Top of SOURCE DATA

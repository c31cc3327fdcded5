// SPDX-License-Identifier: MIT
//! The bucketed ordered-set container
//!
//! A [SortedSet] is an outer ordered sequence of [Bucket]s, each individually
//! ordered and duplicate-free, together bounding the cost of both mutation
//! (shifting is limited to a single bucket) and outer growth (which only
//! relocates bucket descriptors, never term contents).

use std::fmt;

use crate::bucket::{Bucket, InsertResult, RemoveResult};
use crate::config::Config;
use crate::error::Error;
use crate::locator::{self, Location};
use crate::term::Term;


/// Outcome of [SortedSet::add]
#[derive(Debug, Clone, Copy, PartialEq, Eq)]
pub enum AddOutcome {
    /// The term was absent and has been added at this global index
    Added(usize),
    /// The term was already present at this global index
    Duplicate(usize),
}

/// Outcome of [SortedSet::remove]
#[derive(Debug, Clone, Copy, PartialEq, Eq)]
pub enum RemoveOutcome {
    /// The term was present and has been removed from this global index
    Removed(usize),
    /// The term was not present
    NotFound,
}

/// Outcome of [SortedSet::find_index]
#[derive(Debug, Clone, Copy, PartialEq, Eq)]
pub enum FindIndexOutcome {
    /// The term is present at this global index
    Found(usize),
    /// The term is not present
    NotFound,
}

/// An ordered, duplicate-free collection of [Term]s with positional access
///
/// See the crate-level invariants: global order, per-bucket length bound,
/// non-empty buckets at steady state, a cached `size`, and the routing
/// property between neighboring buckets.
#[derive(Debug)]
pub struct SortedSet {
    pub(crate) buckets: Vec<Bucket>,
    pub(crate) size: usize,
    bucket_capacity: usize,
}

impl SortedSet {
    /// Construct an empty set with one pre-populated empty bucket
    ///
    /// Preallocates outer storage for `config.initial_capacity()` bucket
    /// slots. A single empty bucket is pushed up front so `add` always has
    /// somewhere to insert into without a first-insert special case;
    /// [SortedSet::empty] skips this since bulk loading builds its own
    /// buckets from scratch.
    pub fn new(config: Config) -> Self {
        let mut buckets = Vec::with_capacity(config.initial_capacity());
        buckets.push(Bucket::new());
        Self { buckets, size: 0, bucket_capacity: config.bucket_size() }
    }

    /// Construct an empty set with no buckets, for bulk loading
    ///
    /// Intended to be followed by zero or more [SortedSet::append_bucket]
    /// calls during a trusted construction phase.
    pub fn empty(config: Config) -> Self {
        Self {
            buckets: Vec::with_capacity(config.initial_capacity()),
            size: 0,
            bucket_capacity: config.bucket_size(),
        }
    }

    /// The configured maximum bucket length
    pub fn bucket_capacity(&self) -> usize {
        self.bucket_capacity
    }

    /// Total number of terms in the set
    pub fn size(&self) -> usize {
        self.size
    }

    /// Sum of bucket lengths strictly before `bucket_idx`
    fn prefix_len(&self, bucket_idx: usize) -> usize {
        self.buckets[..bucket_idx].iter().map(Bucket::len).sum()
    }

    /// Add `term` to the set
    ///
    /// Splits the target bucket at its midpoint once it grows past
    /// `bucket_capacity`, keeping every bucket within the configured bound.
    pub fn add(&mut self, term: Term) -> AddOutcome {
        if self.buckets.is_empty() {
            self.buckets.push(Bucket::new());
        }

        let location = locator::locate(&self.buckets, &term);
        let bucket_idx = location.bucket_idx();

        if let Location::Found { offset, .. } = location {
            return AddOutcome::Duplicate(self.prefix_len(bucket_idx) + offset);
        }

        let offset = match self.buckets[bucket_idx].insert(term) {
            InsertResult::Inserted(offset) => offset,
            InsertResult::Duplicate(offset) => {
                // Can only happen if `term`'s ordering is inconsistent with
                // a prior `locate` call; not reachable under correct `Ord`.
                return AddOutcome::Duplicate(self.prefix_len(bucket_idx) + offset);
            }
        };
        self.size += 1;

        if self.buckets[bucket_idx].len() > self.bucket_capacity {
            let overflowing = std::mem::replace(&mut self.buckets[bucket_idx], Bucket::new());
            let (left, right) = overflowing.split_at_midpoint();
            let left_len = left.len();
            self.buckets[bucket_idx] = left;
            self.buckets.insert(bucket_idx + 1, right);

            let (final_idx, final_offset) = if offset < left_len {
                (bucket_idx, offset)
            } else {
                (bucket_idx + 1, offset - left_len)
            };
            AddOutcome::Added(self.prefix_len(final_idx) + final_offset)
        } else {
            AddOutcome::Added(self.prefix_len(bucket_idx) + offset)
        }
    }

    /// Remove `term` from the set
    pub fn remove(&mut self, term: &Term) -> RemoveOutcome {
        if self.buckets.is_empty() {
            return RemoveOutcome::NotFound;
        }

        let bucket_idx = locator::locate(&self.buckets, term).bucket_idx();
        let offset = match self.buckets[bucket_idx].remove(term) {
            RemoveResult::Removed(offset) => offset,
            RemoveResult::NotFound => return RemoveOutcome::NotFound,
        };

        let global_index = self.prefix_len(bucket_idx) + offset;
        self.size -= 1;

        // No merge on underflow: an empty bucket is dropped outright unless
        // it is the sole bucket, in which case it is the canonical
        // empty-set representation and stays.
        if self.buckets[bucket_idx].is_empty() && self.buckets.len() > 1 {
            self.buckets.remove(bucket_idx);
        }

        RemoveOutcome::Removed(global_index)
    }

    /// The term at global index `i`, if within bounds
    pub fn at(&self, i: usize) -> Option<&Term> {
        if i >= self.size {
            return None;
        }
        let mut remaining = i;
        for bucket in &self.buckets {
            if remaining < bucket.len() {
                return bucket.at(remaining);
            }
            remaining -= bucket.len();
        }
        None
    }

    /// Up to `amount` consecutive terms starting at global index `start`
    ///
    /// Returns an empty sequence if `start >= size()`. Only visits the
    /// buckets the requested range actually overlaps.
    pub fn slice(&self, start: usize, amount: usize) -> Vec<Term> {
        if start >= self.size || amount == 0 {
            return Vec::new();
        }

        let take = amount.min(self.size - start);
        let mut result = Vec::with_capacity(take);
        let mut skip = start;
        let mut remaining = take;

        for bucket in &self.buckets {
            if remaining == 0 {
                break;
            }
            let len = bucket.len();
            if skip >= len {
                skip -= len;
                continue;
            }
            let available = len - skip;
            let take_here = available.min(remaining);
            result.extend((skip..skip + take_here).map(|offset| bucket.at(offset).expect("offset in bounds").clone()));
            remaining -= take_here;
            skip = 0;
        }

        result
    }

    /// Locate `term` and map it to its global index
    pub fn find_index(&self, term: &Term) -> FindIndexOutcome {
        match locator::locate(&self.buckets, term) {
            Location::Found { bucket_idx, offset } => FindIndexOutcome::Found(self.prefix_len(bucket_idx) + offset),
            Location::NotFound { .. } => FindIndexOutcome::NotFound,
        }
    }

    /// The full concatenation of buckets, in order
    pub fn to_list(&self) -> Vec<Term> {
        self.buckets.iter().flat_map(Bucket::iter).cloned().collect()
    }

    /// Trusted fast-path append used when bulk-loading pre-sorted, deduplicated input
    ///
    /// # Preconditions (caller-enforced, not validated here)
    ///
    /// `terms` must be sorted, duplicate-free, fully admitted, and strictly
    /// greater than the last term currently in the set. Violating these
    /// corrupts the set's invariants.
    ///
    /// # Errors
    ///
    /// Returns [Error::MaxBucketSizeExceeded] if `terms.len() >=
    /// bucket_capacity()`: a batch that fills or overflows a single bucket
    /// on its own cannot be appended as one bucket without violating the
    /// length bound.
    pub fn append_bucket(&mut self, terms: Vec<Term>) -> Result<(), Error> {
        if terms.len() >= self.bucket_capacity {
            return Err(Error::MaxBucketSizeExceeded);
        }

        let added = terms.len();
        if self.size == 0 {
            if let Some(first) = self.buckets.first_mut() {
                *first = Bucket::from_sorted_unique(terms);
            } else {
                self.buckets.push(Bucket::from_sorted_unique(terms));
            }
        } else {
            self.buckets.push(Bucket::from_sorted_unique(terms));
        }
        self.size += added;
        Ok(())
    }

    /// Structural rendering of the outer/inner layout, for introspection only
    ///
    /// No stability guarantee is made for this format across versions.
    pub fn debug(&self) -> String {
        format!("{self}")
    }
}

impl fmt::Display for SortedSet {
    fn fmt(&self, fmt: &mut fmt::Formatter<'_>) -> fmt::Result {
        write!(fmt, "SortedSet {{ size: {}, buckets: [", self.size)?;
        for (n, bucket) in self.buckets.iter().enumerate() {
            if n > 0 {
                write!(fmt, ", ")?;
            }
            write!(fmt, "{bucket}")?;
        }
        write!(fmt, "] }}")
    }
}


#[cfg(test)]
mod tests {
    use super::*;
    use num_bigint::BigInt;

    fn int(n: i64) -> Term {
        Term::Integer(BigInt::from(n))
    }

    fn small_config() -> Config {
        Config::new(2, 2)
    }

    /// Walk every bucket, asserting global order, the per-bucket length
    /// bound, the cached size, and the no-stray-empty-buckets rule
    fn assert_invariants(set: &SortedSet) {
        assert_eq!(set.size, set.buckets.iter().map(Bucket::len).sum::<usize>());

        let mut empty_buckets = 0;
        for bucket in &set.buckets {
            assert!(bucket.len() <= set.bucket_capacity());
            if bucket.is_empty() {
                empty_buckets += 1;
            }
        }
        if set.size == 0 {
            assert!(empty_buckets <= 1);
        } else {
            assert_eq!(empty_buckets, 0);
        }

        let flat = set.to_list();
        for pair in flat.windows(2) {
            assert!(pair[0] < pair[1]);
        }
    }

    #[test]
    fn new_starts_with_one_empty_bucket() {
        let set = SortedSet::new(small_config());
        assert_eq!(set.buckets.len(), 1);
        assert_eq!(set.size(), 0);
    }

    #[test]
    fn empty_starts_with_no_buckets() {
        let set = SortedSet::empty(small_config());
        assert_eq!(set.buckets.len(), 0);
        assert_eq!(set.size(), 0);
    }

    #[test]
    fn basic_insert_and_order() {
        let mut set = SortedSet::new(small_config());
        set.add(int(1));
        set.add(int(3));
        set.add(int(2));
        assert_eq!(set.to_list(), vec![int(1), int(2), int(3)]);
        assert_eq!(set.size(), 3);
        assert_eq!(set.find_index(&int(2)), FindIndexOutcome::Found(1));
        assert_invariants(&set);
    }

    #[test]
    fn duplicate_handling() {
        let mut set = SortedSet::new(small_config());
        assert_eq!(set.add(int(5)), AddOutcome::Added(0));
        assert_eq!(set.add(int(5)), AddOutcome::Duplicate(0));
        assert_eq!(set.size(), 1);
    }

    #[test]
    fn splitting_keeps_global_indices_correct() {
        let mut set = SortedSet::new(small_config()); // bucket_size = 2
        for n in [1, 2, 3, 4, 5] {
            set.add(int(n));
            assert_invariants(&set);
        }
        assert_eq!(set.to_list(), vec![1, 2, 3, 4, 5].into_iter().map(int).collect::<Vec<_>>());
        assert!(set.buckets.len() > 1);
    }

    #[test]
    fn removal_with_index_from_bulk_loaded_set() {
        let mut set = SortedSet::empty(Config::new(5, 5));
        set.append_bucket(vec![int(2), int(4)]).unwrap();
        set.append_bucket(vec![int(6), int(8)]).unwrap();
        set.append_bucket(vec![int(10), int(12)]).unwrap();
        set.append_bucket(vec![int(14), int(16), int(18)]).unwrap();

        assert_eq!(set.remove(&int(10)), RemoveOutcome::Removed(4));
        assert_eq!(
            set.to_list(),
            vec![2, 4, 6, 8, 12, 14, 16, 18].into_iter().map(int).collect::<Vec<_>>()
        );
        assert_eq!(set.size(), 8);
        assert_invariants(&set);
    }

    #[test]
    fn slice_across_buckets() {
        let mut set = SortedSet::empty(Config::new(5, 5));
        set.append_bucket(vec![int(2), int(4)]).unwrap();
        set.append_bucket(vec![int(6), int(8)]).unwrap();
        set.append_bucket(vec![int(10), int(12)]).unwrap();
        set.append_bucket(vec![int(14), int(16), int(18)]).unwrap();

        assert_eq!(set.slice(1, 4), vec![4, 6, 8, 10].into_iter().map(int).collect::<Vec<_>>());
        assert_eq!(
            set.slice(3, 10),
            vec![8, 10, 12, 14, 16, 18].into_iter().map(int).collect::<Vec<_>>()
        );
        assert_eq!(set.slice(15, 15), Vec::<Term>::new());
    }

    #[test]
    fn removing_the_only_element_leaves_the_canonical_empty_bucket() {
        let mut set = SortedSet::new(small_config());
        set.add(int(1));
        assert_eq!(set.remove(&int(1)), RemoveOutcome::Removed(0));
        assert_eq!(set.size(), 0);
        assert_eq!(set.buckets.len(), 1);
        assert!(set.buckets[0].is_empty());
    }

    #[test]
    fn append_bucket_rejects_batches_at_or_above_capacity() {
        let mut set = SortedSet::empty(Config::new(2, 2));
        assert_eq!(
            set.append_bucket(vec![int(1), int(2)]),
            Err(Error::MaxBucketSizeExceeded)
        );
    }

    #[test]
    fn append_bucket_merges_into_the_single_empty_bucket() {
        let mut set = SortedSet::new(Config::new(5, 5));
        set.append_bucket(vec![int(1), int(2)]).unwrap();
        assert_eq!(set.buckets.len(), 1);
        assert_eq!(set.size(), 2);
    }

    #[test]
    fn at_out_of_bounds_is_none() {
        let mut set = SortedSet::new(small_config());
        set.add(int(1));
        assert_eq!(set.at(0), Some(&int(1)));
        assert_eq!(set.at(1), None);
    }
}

Bottom of SOURCE DATA
Top of SOURCE DATA

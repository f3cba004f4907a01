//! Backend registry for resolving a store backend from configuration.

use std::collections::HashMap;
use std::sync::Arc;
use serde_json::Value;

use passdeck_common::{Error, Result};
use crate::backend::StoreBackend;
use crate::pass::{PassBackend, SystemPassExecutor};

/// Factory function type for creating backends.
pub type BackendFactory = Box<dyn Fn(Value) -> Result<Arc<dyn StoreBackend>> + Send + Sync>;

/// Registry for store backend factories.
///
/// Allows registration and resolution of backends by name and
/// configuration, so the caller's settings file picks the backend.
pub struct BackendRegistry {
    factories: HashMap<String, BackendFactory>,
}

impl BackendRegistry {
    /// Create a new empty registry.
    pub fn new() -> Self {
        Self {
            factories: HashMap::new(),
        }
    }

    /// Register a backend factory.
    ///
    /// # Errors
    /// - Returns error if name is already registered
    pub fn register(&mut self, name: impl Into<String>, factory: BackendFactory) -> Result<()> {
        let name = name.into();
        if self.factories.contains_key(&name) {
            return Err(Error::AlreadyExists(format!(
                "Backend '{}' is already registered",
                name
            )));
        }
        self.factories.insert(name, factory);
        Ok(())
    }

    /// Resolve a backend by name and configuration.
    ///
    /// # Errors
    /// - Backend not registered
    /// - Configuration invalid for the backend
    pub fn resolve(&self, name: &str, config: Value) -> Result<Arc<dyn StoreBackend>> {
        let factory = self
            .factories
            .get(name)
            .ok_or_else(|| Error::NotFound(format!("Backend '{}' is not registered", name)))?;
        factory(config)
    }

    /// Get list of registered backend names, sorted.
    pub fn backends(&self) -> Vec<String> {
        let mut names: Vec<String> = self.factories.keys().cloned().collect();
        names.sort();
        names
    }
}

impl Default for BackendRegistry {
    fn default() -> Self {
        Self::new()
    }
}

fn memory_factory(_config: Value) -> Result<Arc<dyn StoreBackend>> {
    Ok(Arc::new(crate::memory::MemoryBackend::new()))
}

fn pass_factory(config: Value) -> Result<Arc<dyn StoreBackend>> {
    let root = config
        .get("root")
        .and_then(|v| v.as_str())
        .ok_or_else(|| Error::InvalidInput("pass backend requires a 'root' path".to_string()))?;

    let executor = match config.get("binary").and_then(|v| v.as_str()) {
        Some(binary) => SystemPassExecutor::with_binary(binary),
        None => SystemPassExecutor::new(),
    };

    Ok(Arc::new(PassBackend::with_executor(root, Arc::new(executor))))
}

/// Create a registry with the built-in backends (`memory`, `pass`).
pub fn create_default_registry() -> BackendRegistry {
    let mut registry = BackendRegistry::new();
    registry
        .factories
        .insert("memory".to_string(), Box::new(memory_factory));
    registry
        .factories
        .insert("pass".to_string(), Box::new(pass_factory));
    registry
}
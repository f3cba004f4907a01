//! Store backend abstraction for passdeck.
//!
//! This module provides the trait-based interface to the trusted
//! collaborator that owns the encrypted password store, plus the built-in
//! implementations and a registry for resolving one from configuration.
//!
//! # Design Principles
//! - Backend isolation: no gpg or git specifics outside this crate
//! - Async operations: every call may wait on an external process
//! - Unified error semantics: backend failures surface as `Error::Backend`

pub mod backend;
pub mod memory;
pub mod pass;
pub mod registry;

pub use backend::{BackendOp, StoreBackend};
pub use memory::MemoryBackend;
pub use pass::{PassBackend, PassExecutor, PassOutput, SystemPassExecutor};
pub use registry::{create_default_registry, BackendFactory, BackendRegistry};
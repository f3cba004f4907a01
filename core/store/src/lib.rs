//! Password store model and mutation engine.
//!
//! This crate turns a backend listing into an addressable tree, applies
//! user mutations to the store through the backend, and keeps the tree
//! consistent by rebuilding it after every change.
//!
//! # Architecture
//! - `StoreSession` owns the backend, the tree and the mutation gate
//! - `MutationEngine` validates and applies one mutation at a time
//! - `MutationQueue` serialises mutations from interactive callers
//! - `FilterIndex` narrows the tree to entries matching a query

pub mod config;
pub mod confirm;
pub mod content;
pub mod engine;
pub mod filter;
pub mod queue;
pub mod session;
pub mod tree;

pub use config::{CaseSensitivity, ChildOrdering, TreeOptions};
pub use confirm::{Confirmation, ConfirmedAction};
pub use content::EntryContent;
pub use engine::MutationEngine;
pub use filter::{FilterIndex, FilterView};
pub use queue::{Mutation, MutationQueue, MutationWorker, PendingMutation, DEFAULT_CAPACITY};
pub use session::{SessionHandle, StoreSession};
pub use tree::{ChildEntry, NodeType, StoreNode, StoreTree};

Bottom of SOURCE DATA
Top of SOURCE DATA

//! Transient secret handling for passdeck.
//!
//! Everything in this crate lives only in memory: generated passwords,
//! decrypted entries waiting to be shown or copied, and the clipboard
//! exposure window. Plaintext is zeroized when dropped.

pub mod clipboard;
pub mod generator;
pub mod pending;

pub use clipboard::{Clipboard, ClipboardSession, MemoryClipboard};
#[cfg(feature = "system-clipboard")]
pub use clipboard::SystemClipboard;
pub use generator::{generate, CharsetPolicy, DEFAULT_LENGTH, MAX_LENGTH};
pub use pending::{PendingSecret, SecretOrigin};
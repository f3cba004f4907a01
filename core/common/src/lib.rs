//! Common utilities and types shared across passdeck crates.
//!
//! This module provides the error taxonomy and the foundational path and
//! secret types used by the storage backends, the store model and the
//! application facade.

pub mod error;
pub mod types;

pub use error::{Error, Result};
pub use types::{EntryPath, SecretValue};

Bottom of SOURCE DATA

> [TASK STATEMENT]
Tally, across the records, each line that contains the word "core", and answer with nothing except the count.

> [SOLUTION FOR THIS EXERCISE]
2